Even with this simple formula, it follows that reducing the Probability of an event via data masking when copying data from production to non-production is a Good Thing™. The challenge with data masking when deploying an identity administration solution is that some fields in our dataset are used to establish relationships with other systems, rendering the masking exercise for these fields useless. For example, in a solution implemented on top of Oracle Identity Manager, reconciling records from an external system to OIM relies on matching rules that establish equality between external records and OIM records for a given identity. Frequently the matching rules are very simple, it's one rule that looks at some key field such as a login name on external system and a user ID in OIM. If the value of this key field is not sensitive (i.e. the field does not contain your passport serial number, for example), it doesn't need to be masked and our reconciliation will continue to work. If it is sensitive and we do mask it, we break our reconciliation process since matching rules will not establish equality even though the records do refer to the same physical person.
A possible solution to the above dilemma is a piece of software (let's call it a Data Broker) that sits between the applications and the identity store, the latter being a database in Oracle Identity Manager deployment. For applications connecting to the identity store and authenticating via an application account, the Data Broker will return data unmasked, for everyone else it will mask it. The masking would have to be done on-the-fly and in real time. If we want the Data Broker to reside at the lowest possible level in our application stack without going down to the network layer, we're talking about Data Broker that's attached to, well, data and resides inside the identity store itself. One possible implementation of our Data Broker for Oracle databases is Oracle's Virtual Private Database (VPD). Even though VPD is primarily a row-level security solution, it includes simple masking and column-level access control features and it resides at the database level. (Oracle has other products that specifically deal with data masking but our emphasis here is on access control).

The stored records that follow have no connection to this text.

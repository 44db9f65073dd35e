//! Control core — the per-channel heat/hold/cool state machine.

pub mod channel;

pub use channel::{ChannelParams, ChannelState, EvalOutcome, Phase, HYSTERESIS_C};
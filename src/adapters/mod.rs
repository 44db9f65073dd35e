//! Adapters — the outer ring binding port traits to the real world.

pub mod log_sink;
pub mod update_form;

#[cfg(feature = "espidf")]
pub mod hardware;
#[cfg(feature = "espidf")]
pub mod http;
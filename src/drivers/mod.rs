//! Actuator and bus drivers.

pub mod heater;

#[cfg(feature = "espidf")]
pub mod ds18b20;
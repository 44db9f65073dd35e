//! Shared per-channel parameter and state store.
//!
//! Two execution contexts touch a channel's data: the control loop's
//! read/modify/write evaluation and the HTTP update handler. Each channel
//! sits behind its own blocking mutex, so an update is atomic with respect
//! to a concurrently running evaluation — an evaluation can never observe a
//! half-applied update, and the two contexts interleave freely across
//! *different* channels.
//!
//! Raw field access is deliberately not exposed; everything goes through
//! [`ParameterStore::with_channel`] or the typed accessors, which keeps the
//! critical-section discipline enforceable at the API boundary.
//!
//! Applying any update — even one that supplies no fields — resets the
//! channel to `Idle` with the output disengaged. This is a deliberate
//! full-cycle restart so new parameters always take effect from a clean
//! state, not an error condition. No range validation is performed;
//! out-of-range values produce a degenerate but well-defined trajectory.

use core::cell::RefCell;

use embassy_sync::blocking_mutex::raw::CriticalSectionRawMutex;
use embassy_sync::blocking_mutex::Mutex;
use log::info;

use crate::config::{SystemConfig, CHANNEL_COUNT};
use crate::control::{ChannelParams, ChannelState};

type Slot = Mutex<CriticalSectionRawMutex, RefCell<ChannelState>>;

// ---------------------------------------------------------------------------
// Partial update
// ---------------------------------------------------------------------------

/// A partial parameter update: only supplied fields change.
#[derive(Debug, Clone, Copy, Default, PartialEq)]
pub struct ChannelUpdate {
    pub setpoint_c: Option<f32>,
    pub ramp_c_per_min: Option<f32>,
    pub floor_c: Option<f32>,
    pub hold_duration_ms: Option<u64>,
}

impl ChannelUpdate {
    /// True if no field is supplied. The update still triggers the
    /// full-cycle reset when applied.
    pub fn is_empty(&self) -> bool {
        *self == Self::default()
    }
}

// ---------------------------------------------------------------------------
// ParameterStore
// ---------------------------------------------------------------------------

/// Owns the complete control state of every channel.
pub struct ParameterStore {
    channels: [Slot; CHANNEL_COUNT],
}

impl ParameterStore {
    /// Create the store with every channel at the configured defaults,
    /// in `Idle` with the output disengaged.
    pub fn new(config: &SystemConfig) -> Self {
        let params = ChannelParams {
            setpoint_c: config.default_setpoint_c,
            ramp_c_per_min: config.default_ramp_c_per_min,
            floor_c: config.default_floor_c,
            hold_duration_ms: u64::from(config.default_hold_mins) * 60_000,
        };
        Self {
            channels: core::array::from_fn(|_| Mutex::new(RefCell::new(ChannelState::new(params)))),
        }
    }

    /// Run `f` inside the channel's critical section. This is the only way
    /// to mutate channel state; the control loop runs its entire
    /// evaluate-and-commit cycle inside one call.
    pub fn with_channel<R>(&self, channel: usize, f: impl FnOnce(&mut ChannelState) -> R) -> R {
        self.channels[channel].lock(|cell| f(&mut cell.borrow_mut()))
    }

    /// Copy of the channel's current parameters.
    pub fn params(&self, channel: usize) -> ChannelParams {
        self.with_channel(channel, |s| s.params)
    }

    /// Consistent point-in-time copy of the channel's full state
    /// (parameters, phase, output, phase timestamp).
    pub fn snapshot(&self, channel: usize) -> ChannelState {
        self.with_channel(channel, |s| *s)
    }

    /// Atomically apply a partial update and perform the full-cycle reset.
    pub fn apply_update(&self, channel: usize, update: &ChannelUpdate) {
        self.with_channel(channel, |s| {
            if let Some(v) = update.setpoint_c {
                s.params.setpoint_c = v;
            }
            if let Some(v) = update.ramp_c_per_min {
                s.params.ramp_c_per_min = v;
            }
            if let Some(v) = update.floor_c {
                s.params.floor_c = v;
            }
            if let Some(v) = update.hold_duration_ms {
                s.params.hold_duration_ms = v;
            }
            s.reset_cycle();
        });
        info!("ch{channel}: parameters updated, cycle reset to Idle");
    }
}

// ---------------------------------------------------------------------------
// Tests
// ---------------------------------------------------------------------------
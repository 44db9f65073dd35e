//! GPIO pin assignments for the thermobath main board.
//!
//! Single source of truth — every driver references this module rather than
//! hard-coding pin numbers. Change a pin here and it propagates everywhere.

use crate::config::CHANNEL_COUNT;

// ---------------------------------------------------------------------------
// Heater relay outputs (one per channel, active HIGH)
// ---------------------------------------------------------------------------

/// Pins 1 (TX) and 3 (RX) are avoided — they conflict with serial debug.
pub const HEATER_GPIOS: [i32; CHANNEL_COUNT] = [2, 5, 14, 12, 16, 15, 13];

// ---------------------------------------------------------------------------
// OneWire bus (all DS18B20 probes share this line)
// ---------------------------------------------------------------------------

pub const ONEWIRE_BUS_GPIO: i32 = 4;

However, VPD or any other implementation of Data Broker is far from perfect for our scenario. For one, there's a potential performance overhead, even if present only in non-production environments. Worse, once the application gets a hold of the data, it can log it, print it, send it to the console and so on. In other words, just because we've stopped developers from being able to hit the database and grab the sensitive data, we haven't addressed the root cause, i.e. source data being unmasked. Yes, we reduced the Probability of an event but not by a whole lot as any developer working with the application would easily circumvent the restriction by having the application grab and expose data.
A close-to-good solution would combine access control and DRM for data regardless of where data lives or how it's represented. Even if data ends up being transformed to, say, objects in application memory, it would still "know" where it came from and how to behave. As a first step, we restrict everyone but applications from getting unmasked data in non-production. As a second step, we allow the applications to retrieve unmasked data but we attach a usage policy to the data. This policy would prohibit the application from sending the data to the log or using it in any context other than manipulations in memory. This would restrict the Probability of a leak even further but not completely eliminate it. Memory can be examined too, an attack known as memory space snooping. There are solutions for that but I digress! (Note: the access control+DRM solution is imaginary, I don't know of any products that do this).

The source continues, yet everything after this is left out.